▸ **How to complete this task**: Below are the records; pull every line that includes "identity".

▸ **Source records**:
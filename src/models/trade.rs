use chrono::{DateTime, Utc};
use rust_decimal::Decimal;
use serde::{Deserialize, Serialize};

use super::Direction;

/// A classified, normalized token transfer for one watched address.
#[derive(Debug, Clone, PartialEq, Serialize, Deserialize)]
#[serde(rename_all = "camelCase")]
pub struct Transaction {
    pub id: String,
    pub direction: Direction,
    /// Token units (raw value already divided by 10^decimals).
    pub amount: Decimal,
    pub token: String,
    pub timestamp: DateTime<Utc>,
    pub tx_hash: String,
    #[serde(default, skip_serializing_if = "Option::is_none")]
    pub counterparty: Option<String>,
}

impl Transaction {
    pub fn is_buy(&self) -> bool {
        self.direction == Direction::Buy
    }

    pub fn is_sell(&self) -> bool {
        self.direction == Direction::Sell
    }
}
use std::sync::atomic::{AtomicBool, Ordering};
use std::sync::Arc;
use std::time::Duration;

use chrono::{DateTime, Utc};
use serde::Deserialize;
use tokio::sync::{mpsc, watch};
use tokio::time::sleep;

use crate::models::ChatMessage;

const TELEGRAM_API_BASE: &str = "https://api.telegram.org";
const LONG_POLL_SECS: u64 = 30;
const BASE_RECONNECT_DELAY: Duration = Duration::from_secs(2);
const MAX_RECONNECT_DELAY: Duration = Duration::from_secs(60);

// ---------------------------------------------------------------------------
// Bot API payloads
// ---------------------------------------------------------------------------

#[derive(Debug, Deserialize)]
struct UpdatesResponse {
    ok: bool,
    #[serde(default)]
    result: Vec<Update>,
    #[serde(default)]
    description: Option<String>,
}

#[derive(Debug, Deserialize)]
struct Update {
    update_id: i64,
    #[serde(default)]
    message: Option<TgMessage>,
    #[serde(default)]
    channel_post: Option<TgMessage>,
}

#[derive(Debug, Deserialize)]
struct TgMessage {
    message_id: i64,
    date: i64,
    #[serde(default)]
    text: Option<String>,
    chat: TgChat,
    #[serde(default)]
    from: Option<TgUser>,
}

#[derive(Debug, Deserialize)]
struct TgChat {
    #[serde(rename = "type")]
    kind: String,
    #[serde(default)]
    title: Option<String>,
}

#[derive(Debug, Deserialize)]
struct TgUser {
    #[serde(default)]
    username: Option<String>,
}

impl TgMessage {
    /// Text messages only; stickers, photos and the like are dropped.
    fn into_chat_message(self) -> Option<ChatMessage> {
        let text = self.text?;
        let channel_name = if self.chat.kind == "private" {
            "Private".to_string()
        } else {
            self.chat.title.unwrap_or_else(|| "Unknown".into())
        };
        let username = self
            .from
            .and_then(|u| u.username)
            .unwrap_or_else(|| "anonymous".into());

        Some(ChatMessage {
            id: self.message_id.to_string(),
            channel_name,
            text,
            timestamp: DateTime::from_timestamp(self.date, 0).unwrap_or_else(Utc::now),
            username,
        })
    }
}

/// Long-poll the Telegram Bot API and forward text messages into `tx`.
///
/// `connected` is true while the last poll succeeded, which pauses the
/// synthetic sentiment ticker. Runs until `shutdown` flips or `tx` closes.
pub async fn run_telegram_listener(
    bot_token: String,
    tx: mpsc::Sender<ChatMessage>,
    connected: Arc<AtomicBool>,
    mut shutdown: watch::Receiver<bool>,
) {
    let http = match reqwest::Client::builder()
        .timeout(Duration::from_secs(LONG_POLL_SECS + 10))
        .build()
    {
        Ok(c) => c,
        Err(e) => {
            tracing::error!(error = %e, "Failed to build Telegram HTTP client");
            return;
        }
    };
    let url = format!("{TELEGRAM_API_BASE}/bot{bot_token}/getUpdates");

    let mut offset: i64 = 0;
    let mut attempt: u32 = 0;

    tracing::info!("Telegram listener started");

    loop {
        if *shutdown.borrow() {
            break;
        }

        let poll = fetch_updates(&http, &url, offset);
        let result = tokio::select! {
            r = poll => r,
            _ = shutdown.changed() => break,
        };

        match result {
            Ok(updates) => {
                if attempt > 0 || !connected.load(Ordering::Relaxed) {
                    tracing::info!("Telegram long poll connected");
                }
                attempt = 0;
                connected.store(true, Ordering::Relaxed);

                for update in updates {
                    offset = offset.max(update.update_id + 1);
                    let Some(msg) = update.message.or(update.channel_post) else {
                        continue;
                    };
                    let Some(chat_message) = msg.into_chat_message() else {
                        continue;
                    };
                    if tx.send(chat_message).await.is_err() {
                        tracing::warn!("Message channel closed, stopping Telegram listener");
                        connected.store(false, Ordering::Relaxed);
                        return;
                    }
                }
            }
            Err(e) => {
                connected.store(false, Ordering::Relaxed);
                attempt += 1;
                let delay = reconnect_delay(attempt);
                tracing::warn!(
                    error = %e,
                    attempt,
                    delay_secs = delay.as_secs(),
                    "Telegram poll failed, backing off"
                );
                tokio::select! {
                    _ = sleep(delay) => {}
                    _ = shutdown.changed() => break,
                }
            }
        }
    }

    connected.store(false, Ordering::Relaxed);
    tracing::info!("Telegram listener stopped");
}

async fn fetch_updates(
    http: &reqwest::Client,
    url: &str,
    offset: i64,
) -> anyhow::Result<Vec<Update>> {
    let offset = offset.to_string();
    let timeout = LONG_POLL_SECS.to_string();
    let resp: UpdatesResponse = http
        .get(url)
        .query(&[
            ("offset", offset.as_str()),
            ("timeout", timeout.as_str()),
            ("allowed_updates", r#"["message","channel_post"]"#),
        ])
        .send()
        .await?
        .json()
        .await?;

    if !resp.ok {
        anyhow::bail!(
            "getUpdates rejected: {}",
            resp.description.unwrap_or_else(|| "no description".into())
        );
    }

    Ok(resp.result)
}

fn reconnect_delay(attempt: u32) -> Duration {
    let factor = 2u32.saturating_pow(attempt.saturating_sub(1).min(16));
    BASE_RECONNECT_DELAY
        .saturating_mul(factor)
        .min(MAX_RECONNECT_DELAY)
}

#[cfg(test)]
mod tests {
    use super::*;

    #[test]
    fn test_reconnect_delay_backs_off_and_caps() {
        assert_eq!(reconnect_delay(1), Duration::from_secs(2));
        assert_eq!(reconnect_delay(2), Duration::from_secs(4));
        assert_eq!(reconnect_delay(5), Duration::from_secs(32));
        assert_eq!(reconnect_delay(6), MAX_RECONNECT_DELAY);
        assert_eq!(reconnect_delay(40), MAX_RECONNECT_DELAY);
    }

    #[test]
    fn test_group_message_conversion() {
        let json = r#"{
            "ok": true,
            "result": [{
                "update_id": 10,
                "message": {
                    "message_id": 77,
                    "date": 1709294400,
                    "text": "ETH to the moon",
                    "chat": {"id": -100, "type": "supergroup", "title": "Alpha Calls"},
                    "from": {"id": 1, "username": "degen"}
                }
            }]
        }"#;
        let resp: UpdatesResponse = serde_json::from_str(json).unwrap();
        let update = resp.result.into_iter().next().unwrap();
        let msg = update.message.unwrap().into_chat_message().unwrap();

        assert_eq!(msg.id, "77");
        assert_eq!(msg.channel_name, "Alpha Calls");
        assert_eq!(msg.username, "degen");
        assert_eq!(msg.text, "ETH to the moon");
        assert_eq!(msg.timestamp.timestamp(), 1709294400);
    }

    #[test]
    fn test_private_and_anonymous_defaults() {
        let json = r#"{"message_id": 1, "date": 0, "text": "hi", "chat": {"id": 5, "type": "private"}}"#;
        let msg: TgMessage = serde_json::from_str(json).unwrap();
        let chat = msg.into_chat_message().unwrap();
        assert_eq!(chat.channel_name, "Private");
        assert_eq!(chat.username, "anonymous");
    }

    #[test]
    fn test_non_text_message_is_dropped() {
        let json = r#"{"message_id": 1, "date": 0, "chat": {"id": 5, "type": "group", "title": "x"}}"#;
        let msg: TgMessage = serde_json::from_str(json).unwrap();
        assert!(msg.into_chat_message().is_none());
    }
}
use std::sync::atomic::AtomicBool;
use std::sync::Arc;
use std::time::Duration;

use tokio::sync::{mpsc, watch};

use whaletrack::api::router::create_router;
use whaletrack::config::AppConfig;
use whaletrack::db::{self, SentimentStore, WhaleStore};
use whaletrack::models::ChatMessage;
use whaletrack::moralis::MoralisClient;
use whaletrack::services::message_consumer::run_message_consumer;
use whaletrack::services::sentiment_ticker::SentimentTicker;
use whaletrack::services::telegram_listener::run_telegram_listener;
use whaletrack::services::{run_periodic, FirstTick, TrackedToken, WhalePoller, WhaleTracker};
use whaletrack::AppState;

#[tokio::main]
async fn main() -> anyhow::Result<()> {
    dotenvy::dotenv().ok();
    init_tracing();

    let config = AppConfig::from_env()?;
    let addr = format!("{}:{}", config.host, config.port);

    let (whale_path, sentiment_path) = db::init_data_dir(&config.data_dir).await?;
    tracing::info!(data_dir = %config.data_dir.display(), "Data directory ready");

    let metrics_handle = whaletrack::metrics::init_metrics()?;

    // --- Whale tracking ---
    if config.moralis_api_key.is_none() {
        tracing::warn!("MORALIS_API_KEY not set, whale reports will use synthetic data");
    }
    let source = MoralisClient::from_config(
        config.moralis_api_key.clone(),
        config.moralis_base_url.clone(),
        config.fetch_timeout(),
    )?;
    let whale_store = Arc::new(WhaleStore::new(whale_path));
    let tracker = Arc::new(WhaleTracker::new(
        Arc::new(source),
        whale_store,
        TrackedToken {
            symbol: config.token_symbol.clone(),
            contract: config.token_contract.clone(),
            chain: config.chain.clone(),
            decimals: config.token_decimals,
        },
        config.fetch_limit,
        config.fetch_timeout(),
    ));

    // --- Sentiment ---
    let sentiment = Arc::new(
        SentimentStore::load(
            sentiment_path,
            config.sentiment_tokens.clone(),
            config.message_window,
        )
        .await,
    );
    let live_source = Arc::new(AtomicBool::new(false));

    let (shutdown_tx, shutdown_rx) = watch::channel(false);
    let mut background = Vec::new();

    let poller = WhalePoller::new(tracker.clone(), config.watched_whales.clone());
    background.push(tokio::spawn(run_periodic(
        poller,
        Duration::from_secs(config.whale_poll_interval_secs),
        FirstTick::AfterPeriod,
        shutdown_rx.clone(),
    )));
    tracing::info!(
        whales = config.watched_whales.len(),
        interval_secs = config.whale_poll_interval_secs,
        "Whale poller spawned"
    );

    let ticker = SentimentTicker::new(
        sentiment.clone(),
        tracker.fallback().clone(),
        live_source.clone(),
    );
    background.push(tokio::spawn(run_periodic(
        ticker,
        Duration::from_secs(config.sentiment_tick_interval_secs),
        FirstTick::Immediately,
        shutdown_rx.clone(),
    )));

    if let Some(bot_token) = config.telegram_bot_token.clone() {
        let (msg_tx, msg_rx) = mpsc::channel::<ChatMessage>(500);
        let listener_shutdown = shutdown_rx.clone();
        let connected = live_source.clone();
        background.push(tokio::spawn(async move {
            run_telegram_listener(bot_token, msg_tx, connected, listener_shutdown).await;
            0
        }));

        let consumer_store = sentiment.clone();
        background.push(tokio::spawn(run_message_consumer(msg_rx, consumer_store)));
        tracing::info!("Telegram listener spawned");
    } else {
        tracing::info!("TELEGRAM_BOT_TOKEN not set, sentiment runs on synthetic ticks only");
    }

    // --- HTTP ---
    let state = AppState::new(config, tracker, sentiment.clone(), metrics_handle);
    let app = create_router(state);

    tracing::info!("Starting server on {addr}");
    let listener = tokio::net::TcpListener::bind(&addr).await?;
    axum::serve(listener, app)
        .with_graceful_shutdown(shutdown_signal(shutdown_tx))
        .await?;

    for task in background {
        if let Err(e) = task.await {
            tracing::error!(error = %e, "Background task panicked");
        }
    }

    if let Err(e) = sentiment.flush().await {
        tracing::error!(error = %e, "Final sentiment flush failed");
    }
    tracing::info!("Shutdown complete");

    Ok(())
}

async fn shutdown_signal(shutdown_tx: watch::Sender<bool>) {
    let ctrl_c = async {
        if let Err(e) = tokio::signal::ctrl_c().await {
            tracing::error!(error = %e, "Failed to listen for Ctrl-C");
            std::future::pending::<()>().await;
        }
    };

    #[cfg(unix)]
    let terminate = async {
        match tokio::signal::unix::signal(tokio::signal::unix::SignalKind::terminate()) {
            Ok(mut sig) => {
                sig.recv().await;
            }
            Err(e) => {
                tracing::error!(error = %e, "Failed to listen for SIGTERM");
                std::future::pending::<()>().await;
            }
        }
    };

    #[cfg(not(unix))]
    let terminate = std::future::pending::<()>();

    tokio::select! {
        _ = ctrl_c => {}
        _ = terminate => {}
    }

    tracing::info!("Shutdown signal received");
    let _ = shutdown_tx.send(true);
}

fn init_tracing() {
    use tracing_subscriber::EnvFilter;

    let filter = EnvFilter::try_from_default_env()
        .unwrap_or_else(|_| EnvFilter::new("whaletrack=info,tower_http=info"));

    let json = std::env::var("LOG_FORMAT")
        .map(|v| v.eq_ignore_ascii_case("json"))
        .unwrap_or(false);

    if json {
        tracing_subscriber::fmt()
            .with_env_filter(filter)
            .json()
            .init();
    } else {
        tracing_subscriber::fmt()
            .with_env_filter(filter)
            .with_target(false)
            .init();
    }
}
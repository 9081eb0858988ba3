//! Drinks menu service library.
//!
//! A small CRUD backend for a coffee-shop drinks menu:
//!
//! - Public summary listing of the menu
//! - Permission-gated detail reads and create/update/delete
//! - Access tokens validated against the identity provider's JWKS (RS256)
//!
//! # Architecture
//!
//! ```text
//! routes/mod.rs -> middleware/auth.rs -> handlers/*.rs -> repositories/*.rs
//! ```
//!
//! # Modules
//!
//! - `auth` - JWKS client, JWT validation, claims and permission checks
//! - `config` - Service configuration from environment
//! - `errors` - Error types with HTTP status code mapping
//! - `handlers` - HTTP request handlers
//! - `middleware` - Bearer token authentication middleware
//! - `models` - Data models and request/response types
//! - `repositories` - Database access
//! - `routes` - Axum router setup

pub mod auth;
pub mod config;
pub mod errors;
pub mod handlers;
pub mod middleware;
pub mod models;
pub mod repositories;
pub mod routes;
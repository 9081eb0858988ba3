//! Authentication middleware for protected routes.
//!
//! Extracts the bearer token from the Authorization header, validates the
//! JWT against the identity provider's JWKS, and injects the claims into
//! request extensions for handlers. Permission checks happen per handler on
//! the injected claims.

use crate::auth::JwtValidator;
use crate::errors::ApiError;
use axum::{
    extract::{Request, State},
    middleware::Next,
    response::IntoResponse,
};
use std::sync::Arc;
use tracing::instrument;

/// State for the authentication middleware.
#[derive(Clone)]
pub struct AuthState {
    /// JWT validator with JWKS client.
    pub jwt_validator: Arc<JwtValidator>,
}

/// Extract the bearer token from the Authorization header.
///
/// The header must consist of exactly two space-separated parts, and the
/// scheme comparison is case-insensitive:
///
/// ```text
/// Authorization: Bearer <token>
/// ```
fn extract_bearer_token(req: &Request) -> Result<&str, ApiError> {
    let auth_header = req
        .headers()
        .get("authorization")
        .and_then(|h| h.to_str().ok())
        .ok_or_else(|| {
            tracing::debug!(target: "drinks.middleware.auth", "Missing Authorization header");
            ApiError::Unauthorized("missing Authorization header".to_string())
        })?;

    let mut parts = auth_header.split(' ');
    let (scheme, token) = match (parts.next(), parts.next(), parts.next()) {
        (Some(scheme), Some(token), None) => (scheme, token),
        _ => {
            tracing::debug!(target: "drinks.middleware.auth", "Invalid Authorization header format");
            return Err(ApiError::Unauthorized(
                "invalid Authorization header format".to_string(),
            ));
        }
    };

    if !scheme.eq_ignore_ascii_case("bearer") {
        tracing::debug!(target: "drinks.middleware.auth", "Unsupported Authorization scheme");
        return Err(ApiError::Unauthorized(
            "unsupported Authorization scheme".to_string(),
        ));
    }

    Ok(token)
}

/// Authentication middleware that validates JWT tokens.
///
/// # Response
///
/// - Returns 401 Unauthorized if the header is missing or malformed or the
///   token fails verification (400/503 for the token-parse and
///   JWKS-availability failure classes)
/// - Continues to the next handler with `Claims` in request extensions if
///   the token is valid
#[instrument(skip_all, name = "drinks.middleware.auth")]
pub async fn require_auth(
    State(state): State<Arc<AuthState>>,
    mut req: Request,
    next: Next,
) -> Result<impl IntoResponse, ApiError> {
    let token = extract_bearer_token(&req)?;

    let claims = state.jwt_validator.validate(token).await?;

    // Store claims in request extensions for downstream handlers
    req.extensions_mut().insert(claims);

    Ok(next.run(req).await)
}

▸ **Solution to the problem**:
//! - Access tokens validated against the identity provider's JWKS (RS256)
//! JWT against the identity provider's JWKS, and injects the claims into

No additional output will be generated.